Homicides : les femmes autochtones surreprésentées, révèle un rapport de la GRC

Selon la GRC, trois à quatre fois plus de femmes autochtones sont victimes d’homicides que les femmes non autochtones au Canada.
Photo: La Presse canadienne (photo) Darryl Dyck Selon la GRC, trois à quatre fois plus de femmes autochtones sont victimes d’homicides que les femmes non autochtones au Canada.

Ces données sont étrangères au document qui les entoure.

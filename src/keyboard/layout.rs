use std::fmt;

use serde::{Deserialize, Serialize};

use crate::error::{Result, StudyError};
use crate::keyboard::key_press::KeyPress;

/// Rows of keys, each key labelled with the letters it can produce.
type Rows = &'static [&'static [&'static str]];

const STANDARD_ROWS: Rows = &[
    &["q", "w", "e", "r", "t", "y", "u", "i", "o", "p"],
    &["a", "s", "d", "f", "g", "h", "j", "k", "l"],
    &["z", "x", "c", "v", "b", "n", "m"],
];

const NINE_KEY_ROWS: Rows = &[
    &["qwe", "rty", "uiop"],
    &["asd", "fgh", "jkl"],
    &["zx", "cvb", "nm"],
];

const THREE_KEY_ROWS: Rows = &[&["qwertyuiop"], &["asdfghjkl"], &["zxcvbnm"]];

/// The keyboards a participant can be asked to type on. Declaration order is
/// the canonical default presentation order.
#[derive(Clone, Copy, Debug, PartialEq, Eq, Hash, PartialOrd, Ord, Serialize, Deserialize)]
#[serde(rename_all = "SCREAMING_SNAKE_CASE")]
pub enum KeyboardType {
    Standard,
    NineKey,
    ThreeKey,
}

impl KeyboardType {
    pub const ALL: [KeyboardType; 3] = [
        KeyboardType::Standard,
        KeyboardType::NineKey,
        KeyboardType::ThreeKey,
    ];

    /// Single-character code used when persisting this keyboard type.
    pub fn code(self) -> char {
        match self {
            KeyboardType::Standard => 'S',
            KeyboardType::NineKey => '9',
            KeyboardType::ThreeKey => '3',
        }
    }

    pub fn from_code(code: char) -> Result<Self> {
        Self::ALL
            .into_iter()
            .find(|kb| kb.code() == code)
            .ok_or(StudyError::UnknownKeyboardCode(code))
    }

    pub fn as_str(self) -> &'static str {
        match self {
            KeyboardType::Standard => "STANDARD",
            KeyboardType::NineKey => "NINE_KEY",
            KeyboardType::ThreeKey => "THREE_KEY",
        }
    }

    pub fn rows(self) -> Rows {
        match self {
            KeyboardType::Standard => STANDARD_ROWS,
            KeyboardType::NineKey => NINE_KEY_ROWS,
            KeyboardType::ThreeKey => THREE_KEY_ROWS,
        }
    }

    /// Key labels in reading order (row by row, left to right).
    pub fn keys(self) -> impl Iterator<Item = &'static str> {
        self.rows().iter().flat_map(|row| row.iter().copied())
    }

    pub fn key_count(self) -> usize {
        self.keys().count()
    }

    /// The press produced by whichever key on this layout carries `letter`.
    pub fn key_for_letter(self, letter: char) -> Option<KeyPress> {
        let letter = letter.to_ascii_lowercase();
        self.keys()
            .find(|label| label.contains(letter))
            .map(KeyPress::from_label)
    }

    /// True when at least one key maps to more than one letter.
    pub fn is_ambiguous(self) -> bool {
        self.keys().any(|label| label.len() > 1)
    }
}

impl fmt::Display for KeyboardType {
    fn fmt(&self, f: &mut fmt::Formatter<'_>) -> fmt::Result {
        f.write_str(self.as_str())
    }
}

/// Serializes a `KeyboardType` as its single-character code. Reading an
/// unknown code fails.
pub mod keyboard_code {
    use serde::de::Error;
    use serde::{Deserialize, Deserializer, Serializer};

    use super::KeyboardType;

    pub fn serialize<S: Serializer>(kb: &KeyboardType, serializer: S) -> Result<S::Ok, S::Error> {
        serializer.serialize_char(kb.code())
    }

    pub fn deserialize<'de, D: Deserializer<'de>>(deserializer: D) -> Result<KeyboardType, D::Error> {
        let code = String::deserialize(deserializer)?;
        let mut chars = code.chars();
        match (chars.next(), chars.next()) {
            (Some(c), None) => KeyboardType::from_code(c).map_err(D::Error::custom),
            _ => Err(D::Error::custom(format!(
                "keyboard code must be one character, got '{code}'"
            ))),
        }
    }
}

Trois à quatre fois plus de femmes autochtones sont victimes d’homicides que les femmes non autochtones au Canada, confirme un rapport de la GRC, qui rapporte 1181 cas de femmes disparues ou assassinées depuis 30 ans. Une situation intolérable, affirme l’Association nationale des femmes autochtones (ANFA), qui juge que le gouvernement Harper ne peut plus fermer les yeux sur les constats posés par ses propres institutions.

 

Le rapport fort attendu de la GRC, dévoilé vendredi à Winnipeg, trace un portrait encore plus sombre que celui anticipé par les organisations autochtones jusqu’ici. Il révèle que 16 % des femmes assassinées sont d’origine autochtone, bien que ces dernières ne comptent que pour 4 % de la population. Une surreprésentation inadmissible et douloureuse qui a fortement fait réagir Michèle Audette, la présidente de l’ANFA, dont l’association avait estimé en 2010 à 582 le nombre de femmes disparues ou tuées à la suite de ses propres enquêtes.

 

« Je suis d’autant plus ébranlée que je viens tout juste d’apprendre la disparition d’une petite-cousine. Il y a 18 mois, la GRC émettait des doutes sur notre travail. Maintenant, les chiffres sont clairs. Il faut que les choses bougent. Il nous faut un autre Idle No More, il faut une enquête publique », a-t-elle insisté, encore secouée par l’ampleur des chiffres et la nouvelle d’une disparition dans sa propre famille.

 

Cette dernière estime que le gouvernement Harper, qui résiste depuis des mois aux pressions venues de toutes parts pour la tenue d’une commission d’enquête, ne peut plus fermer les yeux. La représentante autochtone, inspirée par le mouvement Bring Back Our Girls, créé en appui aux 276 jeunes filles enlevées au Nigeria, a d’ailleurs invité sur les réseaux sociaux la population à soutenir les femmes autochtones avec le mot-clic #Inquirynow, doublé d’un selfie. « Nous avons ici 1200 filles et femmes disparues ou retrouvées mortes. Alors pourquoi n’obtenons-nous pas justice pour nos soeurs volées ? », demande Michèle Audette.

 

Plusieurs élus se sont joints à cette campagne, dont la chef du Parti vert, Elizabeth May, et plusieurs députées libérales.

 

Un portrait déroutant

 

Témoin de l’ampleur de la violence subie par les femmes autochtones, l’enquête de la GRC, à laquelle ont collaboré 250 corps policiers canadiens, précise la nature des crimes commis et le profil des victimes. Dans 30 % des cas, les femmes autochtones sont tuées par quelqu’un de leur entourage, et 32 % décèdent à la suite de coups, soit deux fois plus que les autres femmes victimes de meurtres.

 

La dispute est le mobile le plus fréquent de l’homicide (40 %). Les victimes sont plus jeunes que chez les non autochtones (29 ans plutôt que 36 ans), et plusieurs présentent des « facteurs de vulnérabilité », dont celui d’avoir consommé des drogues (63 %) ou d’avoir un dossier criminel (44 %), indique la GRC.

 

Si le taux d’homicide des femmes en général tend à diminuer depuis 1984, celui observé chez les femmes autochtones a crû, passant de 8 % des victimes à 25 % en 2012. « C’est clair que la violence augmente quand on voit à quel point la situation se dégrade dans les diverses communautés », soutient Michèle Audette.

 

Depuis l’été dernier, les appels se multiplient au gouvernement Harper pour qu’il crée une commission d’enquête. Les ministres provinciaux des Affaires autochtones, les partis d’opposition, Amnistie internationale et Human Rights Watch ont joint leurs voix à celle des Premières Nations. Plus récemment, le rapporteur spécial des Nations unies pour les droits des peuples autochtones ajoutait la sienne, réclamant lui aussi une enquête sur la situation des femmes assassinées ou disparues.